▶ Dataset
☆ ☆ ☆ ☆ ☆

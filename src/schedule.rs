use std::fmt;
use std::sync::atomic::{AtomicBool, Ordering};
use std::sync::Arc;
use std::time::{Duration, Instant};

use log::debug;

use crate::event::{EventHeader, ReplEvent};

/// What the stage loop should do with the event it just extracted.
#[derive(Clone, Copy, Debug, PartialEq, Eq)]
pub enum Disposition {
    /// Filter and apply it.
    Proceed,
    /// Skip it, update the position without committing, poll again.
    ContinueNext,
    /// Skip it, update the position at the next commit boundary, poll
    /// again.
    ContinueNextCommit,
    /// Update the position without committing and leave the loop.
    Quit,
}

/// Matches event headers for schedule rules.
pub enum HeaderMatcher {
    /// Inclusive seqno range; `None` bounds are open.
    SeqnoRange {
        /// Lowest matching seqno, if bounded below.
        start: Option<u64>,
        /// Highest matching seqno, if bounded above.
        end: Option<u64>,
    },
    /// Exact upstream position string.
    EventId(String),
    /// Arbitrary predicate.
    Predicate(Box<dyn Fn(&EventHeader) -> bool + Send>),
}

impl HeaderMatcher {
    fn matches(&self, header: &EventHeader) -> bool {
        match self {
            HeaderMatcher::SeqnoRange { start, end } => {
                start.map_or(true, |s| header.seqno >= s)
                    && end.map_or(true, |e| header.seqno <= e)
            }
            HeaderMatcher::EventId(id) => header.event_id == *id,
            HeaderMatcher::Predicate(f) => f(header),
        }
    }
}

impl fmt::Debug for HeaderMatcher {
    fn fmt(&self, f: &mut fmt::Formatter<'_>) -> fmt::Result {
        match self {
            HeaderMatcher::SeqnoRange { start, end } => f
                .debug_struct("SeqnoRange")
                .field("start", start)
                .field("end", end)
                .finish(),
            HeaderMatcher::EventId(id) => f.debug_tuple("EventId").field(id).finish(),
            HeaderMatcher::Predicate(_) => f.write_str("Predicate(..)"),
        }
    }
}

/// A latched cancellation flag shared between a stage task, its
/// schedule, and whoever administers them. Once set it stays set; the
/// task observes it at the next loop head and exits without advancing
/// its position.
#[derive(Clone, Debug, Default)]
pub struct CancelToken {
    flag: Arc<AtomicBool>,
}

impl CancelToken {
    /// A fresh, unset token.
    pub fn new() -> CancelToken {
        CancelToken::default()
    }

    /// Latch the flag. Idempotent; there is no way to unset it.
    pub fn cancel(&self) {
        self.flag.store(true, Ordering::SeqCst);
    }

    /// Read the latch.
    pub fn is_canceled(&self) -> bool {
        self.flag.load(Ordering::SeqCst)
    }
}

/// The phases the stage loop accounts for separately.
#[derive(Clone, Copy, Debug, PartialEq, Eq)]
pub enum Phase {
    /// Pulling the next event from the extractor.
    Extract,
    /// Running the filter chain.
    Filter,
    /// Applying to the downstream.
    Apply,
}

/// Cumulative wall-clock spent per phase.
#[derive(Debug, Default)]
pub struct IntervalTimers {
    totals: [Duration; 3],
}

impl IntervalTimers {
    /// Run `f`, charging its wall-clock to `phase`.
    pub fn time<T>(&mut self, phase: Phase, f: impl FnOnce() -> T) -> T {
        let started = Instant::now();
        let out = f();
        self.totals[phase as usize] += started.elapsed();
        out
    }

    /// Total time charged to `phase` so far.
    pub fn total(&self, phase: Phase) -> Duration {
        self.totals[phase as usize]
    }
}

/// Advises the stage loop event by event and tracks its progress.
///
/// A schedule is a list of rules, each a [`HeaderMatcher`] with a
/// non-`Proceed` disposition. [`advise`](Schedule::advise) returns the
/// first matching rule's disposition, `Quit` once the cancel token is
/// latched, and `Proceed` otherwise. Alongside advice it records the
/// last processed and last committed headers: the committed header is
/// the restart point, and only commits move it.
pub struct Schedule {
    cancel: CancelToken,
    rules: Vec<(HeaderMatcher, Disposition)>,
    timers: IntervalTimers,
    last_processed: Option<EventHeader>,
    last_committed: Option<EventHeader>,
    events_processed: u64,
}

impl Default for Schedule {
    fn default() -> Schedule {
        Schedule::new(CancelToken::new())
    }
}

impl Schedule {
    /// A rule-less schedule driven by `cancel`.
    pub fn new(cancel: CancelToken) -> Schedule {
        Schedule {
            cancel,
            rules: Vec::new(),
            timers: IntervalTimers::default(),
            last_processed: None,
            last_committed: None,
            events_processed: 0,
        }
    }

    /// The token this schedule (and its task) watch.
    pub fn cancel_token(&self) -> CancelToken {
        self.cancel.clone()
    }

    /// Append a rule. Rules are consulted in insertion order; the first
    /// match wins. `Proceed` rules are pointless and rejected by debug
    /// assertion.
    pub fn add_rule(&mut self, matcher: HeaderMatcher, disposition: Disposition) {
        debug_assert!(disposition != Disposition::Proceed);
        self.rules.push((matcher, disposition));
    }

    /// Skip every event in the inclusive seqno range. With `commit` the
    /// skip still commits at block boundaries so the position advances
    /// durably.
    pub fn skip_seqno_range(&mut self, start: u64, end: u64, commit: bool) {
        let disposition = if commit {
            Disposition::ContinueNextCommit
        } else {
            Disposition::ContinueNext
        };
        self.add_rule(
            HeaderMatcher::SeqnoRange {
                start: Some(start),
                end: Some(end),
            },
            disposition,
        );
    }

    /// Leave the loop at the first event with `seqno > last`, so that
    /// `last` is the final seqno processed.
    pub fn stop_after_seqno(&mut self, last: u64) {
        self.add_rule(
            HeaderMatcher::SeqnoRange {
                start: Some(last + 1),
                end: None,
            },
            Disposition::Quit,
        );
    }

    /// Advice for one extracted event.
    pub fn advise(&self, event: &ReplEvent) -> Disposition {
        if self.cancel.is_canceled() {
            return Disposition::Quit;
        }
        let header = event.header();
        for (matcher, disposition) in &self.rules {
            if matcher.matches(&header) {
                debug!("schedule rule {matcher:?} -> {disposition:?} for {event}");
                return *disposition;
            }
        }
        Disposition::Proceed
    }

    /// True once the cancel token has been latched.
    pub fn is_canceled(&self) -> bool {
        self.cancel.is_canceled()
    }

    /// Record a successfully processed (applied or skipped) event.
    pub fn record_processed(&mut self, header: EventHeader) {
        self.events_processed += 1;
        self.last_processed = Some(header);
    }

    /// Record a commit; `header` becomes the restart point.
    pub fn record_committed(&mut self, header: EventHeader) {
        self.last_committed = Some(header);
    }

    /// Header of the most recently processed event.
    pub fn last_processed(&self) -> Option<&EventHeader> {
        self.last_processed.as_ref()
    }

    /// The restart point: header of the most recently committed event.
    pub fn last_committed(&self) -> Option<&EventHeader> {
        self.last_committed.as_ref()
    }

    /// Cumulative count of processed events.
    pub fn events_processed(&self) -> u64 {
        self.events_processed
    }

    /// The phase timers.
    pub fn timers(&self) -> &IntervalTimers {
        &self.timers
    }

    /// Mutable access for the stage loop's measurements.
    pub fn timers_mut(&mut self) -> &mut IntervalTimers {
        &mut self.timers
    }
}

☆ ☆ ☆ ☆ ☆

▶ The task
Go through the listing above and pull out each line containing the word "finish".

▶ Exercise result
                .finish(),
            HeaderMatcher::EventId(id) => f.debug_tuple("EventId").field(id).finish(),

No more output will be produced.